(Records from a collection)

--- START ---

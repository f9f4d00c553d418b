//! Field validation of a parsed configuration
//!
//! Every problem is collected and reported at once, prefixed with the field
//! path it was found at.

use crate::error::ConfigError;
use crate::model::{Config, Node};
use crate::selector::{LabelSelector, ResourceKind, SelectorOperator};

impl Config {
    /// Validates every node and reports all field errors together
    pub fn validate(&self) -> Result<(), ConfigError> {
        let mut errors = Vec::new();
        for (name, node) in &self.nodes {
            if name.trim().is_empty() {
                errors.push("nodes: node name must not be empty".to_string());
            }
            validate_node(&format!("nodes.{name}"), node, &mut errors);
        }

        if errors.is_empty() {
            Ok(())
        } else {
            Err(ConfigError::Invalid(errors))
        }
    }
}

impl Node {
    /// Validates a single node, reporting errors relative to `nodes.<name>`
    pub fn validate(&self, name: &str) -> Result<(), ConfigError> {
        let mut errors = Vec::new();
        validate_node(&format!("nodes.{name}"), self, &mut errors);
        if errors.is_empty() {
            Ok(())
        } else {
            Err(ConfigError::Invalid(errors))
        }
    }
}

fn validate_node(path: &str, node: &Node, errors: &mut Vec<String>) {
    let selector = &node.selector;
    if selector.cluster_name.is_empty() {
        errors.push(format!("{path}.selector.clusterName: Required value"));
    }
    validate_kind(&format!("{path}.selector.gvk"), &selector.gvk, errors);

    if let Some(labels) = &selector.label_selector {
        validate_label_selector(&format!("{path}.selector.labelSelector"), labels, errors);
    }

    if let Some(owner) = &selector.owner {
        let owner_path = format!("{path}.selector.owner");
        if owner.name.is_empty() {
            errors.push(format!("{owner_path}.name: Required value"));
        }
        validate_kind(&format!("{owner_path}.gvk"), &owner.gvk, errors);
    }

    if let Some(label) = &node.label {
        if label.trim().is_empty() {
            errors.push(format!("{path}.label: must not be blank when set"));
        }
    }
}

fn validate_kind(path: &str, kind: &ResourceKind, errors: &mut Vec<String>) {
    if kind.version.is_empty() {
        errors.push(format!("{path}.version: Required value"));
    }
    if kind.kind.is_empty() {
        errors.push(format!("{path}.kind: Required value"));
    }
}

fn validate_label_selector(path: &str, selector: &LabelSelector, errors: &mut Vec<String>) {
    for key in selector.match_labels.keys() {
        if key.is_empty() {
            errors.push(format!("{path}.matchLabels: label key must not be empty"));
        }
    }

    for (i, requirement) in selector.match_expressions.iter().enumerate() {
        let req_path = format!("{path}.matchExpressions[{i}]");
        if requirement.key.is_empty() {
            errors.push(format!("{req_path}.key: Required value"));
        }
        match requirement.operator {
            SelectorOperator::In | SelectorOperator::NotIn => {
                if requirement.values.is_empty() {
                    errors.push(format!(
                        "{req_path}.values: must be specified when `operator` is 'In' or 'NotIn'"
                    ));
                }
            }
            SelectorOperator::Exists | SelectorOperator::DoesNotExist => {
                if !requirement.values.is_empty() {
                    errors.push(format!(
                        "{req_path}.values: may not be specified when `operator` is 'Exists' or 'DoesNotExist'"
                    ));
                }
            }
        }
    }
}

--- END ---

If a line in the data above holds the string "Validates", report that line.

    /// Validates every node and reports all field errors together
    /// Validates a single node, reporting errors relative to `nodes.<name>`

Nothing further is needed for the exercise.